Given entries:
//! Quest State Tracking
//!
//! One accepted quest: its progress ledger, its state, and the transitions
//! that move it between quest givers.

use std::collections::HashMap;
use std::sync::Arc;

use chrono::{DateTime, Utc};
use serde::{Deserialize, Serialize};
use tracing::{debug, error, info, warn};

use super::api::{GiverRegistry, QuestContext};
use super::definition::{Objective, ObjectiveCategory, ObjectiveKey, QuestDefinition};
use super::events::{QuestUpdate, Report};
use crate::error::QuestError;

/// Status of an accepted quest
#[derive(Debug, Clone, Copy, PartialEq, Eq, Serialize, Deserialize)]
#[serde(rename_all = "snake_case")]
pub enum QuestState {
    /// In progress
    Active,
    /// All objectives met, ready to turn in
    Completable,
    /// Turned in, rewards granted
    Complete,
    /// Abandoned by the player
    Cancelled,
}

impl QuestState {
    pub fn as_str(&self) -> &'static str {
        match self {
            QuestState::Active => "active",
            QuestState::Completable => "completable",
            QuestState::Complete => "complete",
            QuestState::Cancelled => "cancelled",
        }
    }

    pub fn is_terminal(&self) -> bool {
        matches!(self, QuestState::Complete | QuestState::Cancelled)
    }
}

/// Saved progress on a single objective
#[derive(Debug, Clone, PartialEq, Eq, Serialize, Deserialize)]
pub struct ProgressEntry {
    pub category: ObjectiveCategory,
    pub target_id: String,
    pub count: i32,
}

/// The minimal state needed to resume a quest instance
#[derive(Debug, Clone, PartialEq, Eq, Serialize, Deserialize)]
pub struct QuestSave {
    pub quest_id: String,
    pub giver_id: String,
    pub state: QuestState,
    pub progress: Vec<ProgressEntry>,
}

/// An accepted quest and its progress ledger
#[derive(Debug, Clone)]
pub struct QuestInstance {
    definition: Arc<QuestDefinition>,
    giver_id: String,
    completion_giver_id: String,
    state: QuestState,
    /// Current count per objective; keys are exactly the definition's objectives
    ledger: HashMap<ObjectiveKey, i32>,
    accepted_at: DateTime<Utc>,
    resolved_at: Option<DateTime<Utc>>,
}

impl QuestInstance {
    /// Accept `definition` from `giver_id`.
    ///
    /// Item objectives start at the player's current held count, so a quest
    /// for items already carried may be completable straight away.
    pub fn accept(
        definition: Arc<QuestDefinition>,
        giver_id: &str,
        ctx: &mut QuestContext<'_>,
    ) -> Result<Self, QuestError> {
        let completion_giver_id = definition.completion_giver().to_string();
        ctx.givers.resolve(&completion_giver_id)?;

        let ledger = definition
            .objectives
            .iter()
            .map(|o| {
                let count = match o.category {
                    ObjectiveCategory::Item => ctx.inventory.held_count(&o.target_id),
                    _ => 0,
                };
                (o.key(), count)
            })
            .collect();

        let mut instance = Self {
            definition,
            giver_id: giver_id.to_string(),
            completion_giver_id,
            state: QuestState::Active,
            ledger,
            accepted_at: Utc::now(),
            resolved_at: None,
        };

        ctx.givers.remove_offer(&instance.giver_id, &instance.definition.id);

        if instance.check_completable() {
            instance.mark_completable(ctx);
        }

        info!("Quest '{}' accepted from '{}'", instance.id(), instance.giver_id);
        ctx.notify(QuestUpdate::Accepted {
            quest_id: instance.definition.id.clone(),
            state: instance.state,
        });

        Ok(instance)
    }

    /// Rebuild an instance from saved progress and bring the giver lists
    /// back in line with it.
    pub fn resume(
        save: &QuestSave,
        definition: Arc<QuestDefinition>,
        ctx: &mut QuestContext<'_>,
    ) -> Result<Self, QuestError> {
        let instance = Self::from_save(save, definition, &*ctx.givers)?;
        instance.reattach(&mut *ctx.givers);
        debug!("Quest '{}' resumed as {}", instance.id(), instance.state.as_str());
        Ok(instance)
    }

    /// Check a save against its definition without touching any giver.
    ///
    /// Non-terminal states are re-derived from the saved ledger.
    pub(crate) fn from_save(
        save: &QuestSave,
        definition: Arc<QuestDefinition>,
        givers: &dyn GiverRegistry,
    ) -> Result<Self, QuestError> {
        let mismatch = |reason: String| QuestError::SaveMismatch {
            quest_id: save.quest_id.clone(),
            reason,
        };

        if save.quest_id != definition.id {
            return Err(mismatch(format!("save is for definition '{}'", definition.id)));
        }

        givers.resolve(&save.giver_id)?;
        let completion_giver_id = definition.completion_giver().to_string();
        givers.resolve(&completion_giver_id)?;

        let mut ledger = HashMap::with_capacity(save.progress.len());
        for entry in &save.progress {
            let key = ObjectiveKey::new(entry.category, entry.target_id.clone());
            if definition.get_objective(&key).is_none() {
                return Err(mismatch(format!("unknown objective {}", key)));
            }
            if ledger.insert(key.clone(), entry.count).is_some() {
                return Err(mismatch(format!("objective {} saved twice", key)));
            }
        }
        if let Some(missing) = definition
            .objectives
            .iter()
            .find(|o| !ledger.contains_key(&o.key()))
        {
            return Err(mismatch(format!("objective {} missing", missing.key())));
        }

        let mut instance = Self {
            definition,
            giver_id: save.giver_id.clone(),
            completion_giver_id,
            state: save.state,
            ledger,
            accepted_at: Utc::now(),
            resolved_at: None,
        };

        if save.state.is_terminal() {
            instance.resolved_at = Some(Utc::now());
        } else {
            instance.state = if instance.check_completable() {
                QuestState::Completable
            } else {
                QuestState::Active
            };
            if instance.state != save.state {
                warn!(
                    "Quest '{}' saved as {} but its progress says {}",
                    instance.id(),
                    save.state.as_str(),
                    instance.state.as_str()
                );
            }
        }

        Ok(instance)
    }

    /// Put a rebuilt instance back on its givers' lists
    pub(crate) fn reattach(&self, givers: &mut dyn GiverRegistry) {
        match self.state {
            // Cancelled quests stay on offer
            QuestState::Cancelled => {}
            QuestState::Active | QuestState::Complete => {
                givers.remove_offer(&self.giver_id, &self.definition.id);
            }
            QuestState::Completable => {
                givers.remove_offer(&self.giver_id, &self.definition.id);
                givers.add_ready(&self.completion_giver_id, &self.definition);
            }
        }
    }

    /// Apply a progress report. Returns false if the report was ignored.
    ///
    /// A quest that is ready to turn in accepts no further positive
    /// progress, but losing progress can drop it back to active.
    pub fn receive_report(&mut self, report: &Report, ctx: &mut QuestContext<'_>) -> bool {
        if self.state.is_terminal() {
            return false;
        }

        if report.delta == 0 {
            return false;
        }

        if self.state == QuestState::Completable && report.delta > 0 {
            return false;
        }

        for objective in &self.definition.objectives {
            if !objective.matches(report.category, &report.target_id) {
                continue;
            }

            let key = objective.key();
            let Some(current) = self.ledger.get_mut(&key) else {
                continue;
            };
            *current = current.saturating_add(report.delta);

            debug!(
                "Quest '{}' objective {} now {}/{}",
                self.definition.id, key, current, objective.required_count
            );
            ctx.notify(QuestUpdate::Progressed {
                quest_id: self.definition.id.clone(),
                objective: key,
                current: *current,
                required: objective.required_count,
            });
        }

        let was_completable = self.state == QuestState::Completable;
        if self.check_completable() {
            if !was_completable {
                self.mark_completable(ctx);
            }
        } else {
            if was_completable {
                ctx.givers
                    .remove_ready(&self.completion_giver_id, &self.definition.id);
                info!("Quest '{}' is no longer ready to turn in", self.id());
                ctx.notify(QuestUpdate::Regressed {
                    quest_id: self.definition.id.clone(),
                });
            }
            self.state = QuestState::Active;
        }

        true
    }

    /// Turn the quest in. Returns false unless it is completable.
    pub fn complete(&mut self, ctx: &mut QuestContext<'_>) -> bool {
        if self.state != QuestState::Completable {
            return false;
        }

        ctx.givers
            .remove_ready(&self.completion_giver_id, &self.definition.id);

        self.state = QuestState::Complete;
        self.resolved_at = Some(Utc::now());

        let rewards = &self.definition.rewards;
        ctx.stats.add_gold(rewards.gold);
        ctx.stats.add_exp(rewards.exp);
        for (item_id, count) in &rewards.items {
            ctx.inventory.grant(item_id, *count);
            ctx.emit_inventory_report(Report::item(item_id.clone(), *count));
        }

        for objective in &self.definition.objectives {
            if objective.category != ObjectiveCategory::Item || !objective.remove_on_completion {
                continue;
            }

            let consumed = ctx
                .inventory
                .consume(&objective.target_id, objective.required_count);
            if consumed {
                ctx.emit_inventory_report(Report::item(
                    objective.target_id.clone(),
                    -objective.required_count,
                ));
            } else {
                error!(
                    "Quest '{}' turned in without {} x{} in the inventory",
                    self.definition.id, objective.target_id, objective.required_count
                );
            }
            debug_assert!(
                consumed,
                "quest ledger claimed items the inventory does not hold"
            );
        }

        info!(
            "Quest '{}' completed: +{} gold, +{} exp",
            self.definition.id, rewards.gold, rewards.exp
        );
        ctx.notify(QuestUpdate::Completed {
            quest_id: self.definition.id.clone(),
        });
        ctx.emit_report(Report::quest(self.definition.id.clone(), 1));

        true
    }

    /// Abandon the quest and put it back on offer. Returns false if the
    /// quest was already resolved.
    pub fn cancel(&mut self, ctx: &mut QuestContext<'_>) -> bool {
        if self.state.is_terminal() {
            warn!(
                "Ignoring cancel of quest '{}' in state {}",
                self.definition.id,
                self.state.as_str()
            );
            return false;
        }

        if self.state == QuestState::Completable {
            ctx.givers
                .remove_ready(&self.completion_giver_id, &self.definition.id);
        }

        self.state = QuestState::Cancelled;
        self.resolved_at = Some(Utc::now());
        ctx.givers.add_offer(&self.giver_id, &self.definition);

        info!("Quest '{}' cancelled", self.definition.id);
        ctx.notify(QuestUpdate::Cancelled {
            quest_id: self.definition.id.clone(),
        });
        ctx.emit_report(Report::quest(self.definition.id.clone(), -1));

        true
    }

    fn mark_completable(&mut self, ctx: &mut QuestContext<'_>) {
        self.state = QuestState::Completable;
        ctx.givers
            .add_ready(&self.completion_giver_id, &self.definition);
        info!(
            "Quest '{}' ready to turn in at '{}'",
            self.definition.id, self.completion_giver_id
        );
        ctx.notify(QuestUpdate::BecameCompletable {
            quest_id: self.definition.id.clone(),
            completion_giver_id: self.completion_giver_id.clone(),
        });
    }

    /// Every objective has reached its required count
    fn check_completable(&self) -> bool {
        self.definition.objectives.iter().all(|o| {
            self.ledger
                .get(&o.key())
                .is_some_and(|count| *count >= o.required_count)
        })
    }

    pub fn id(&self) -> &str {
        &self.definition.id
    }

    pub fn definition(&self) -> &Arc<QuestDefinition> {
        &self.definition
    }

    pub fn giver_id(&self) -> &str {
        &self.giver_id
    }

    pub fn completion_giver_id(&self) -> &str {
        &self.completion_giver_id
    }

    pub fn state(&self) -> QuestState {
        self.state
    }

    pub fn progress(&self, key: &ObjectiveKey) -> Option<i32> {
        self.ledger.get(key).copied()
    }

    /// Objectives with their current counts, in definition order
    pub fn objectives(&self) -> impl Iterator<Item = (&Objective, i32)> + '_ {
        self.definition
            .objectives
            .iter()
            .map(|o| (o, self.ledger.get(&o.key()).copied().unwrap_or(0)))
    }

    pub fn accepted_at(&self) -> DateTime<Utc> {
        self.accepted_at
    }

    pub fn resolved_at(&self) -> Option<DateTime<Utc>> {
        self.resolved_at
    }

    pub fn to_save(&self) -> QuestSave {
        QuestSave {
            quest_id: self.definition.id.clone(),
            giver_id: self.giver_id.clone(),
            state: self.state,
            progress: self
                .objectives()
                .map(|(o, count)| ProgressEntry {
                    category: o.category,
                    target_id: o.target_id.clone(),
                    count,
                })
                .collect(),
        }
    }
}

Exercise description:
Scan the listing for the string "impl" and copy every line that carries it.

Expected output:
impl QuestState {
impl QuestInstance {
    pub fn objectives(&self) -> impl Iterator<Item = (&Objective, i32)> + '_ {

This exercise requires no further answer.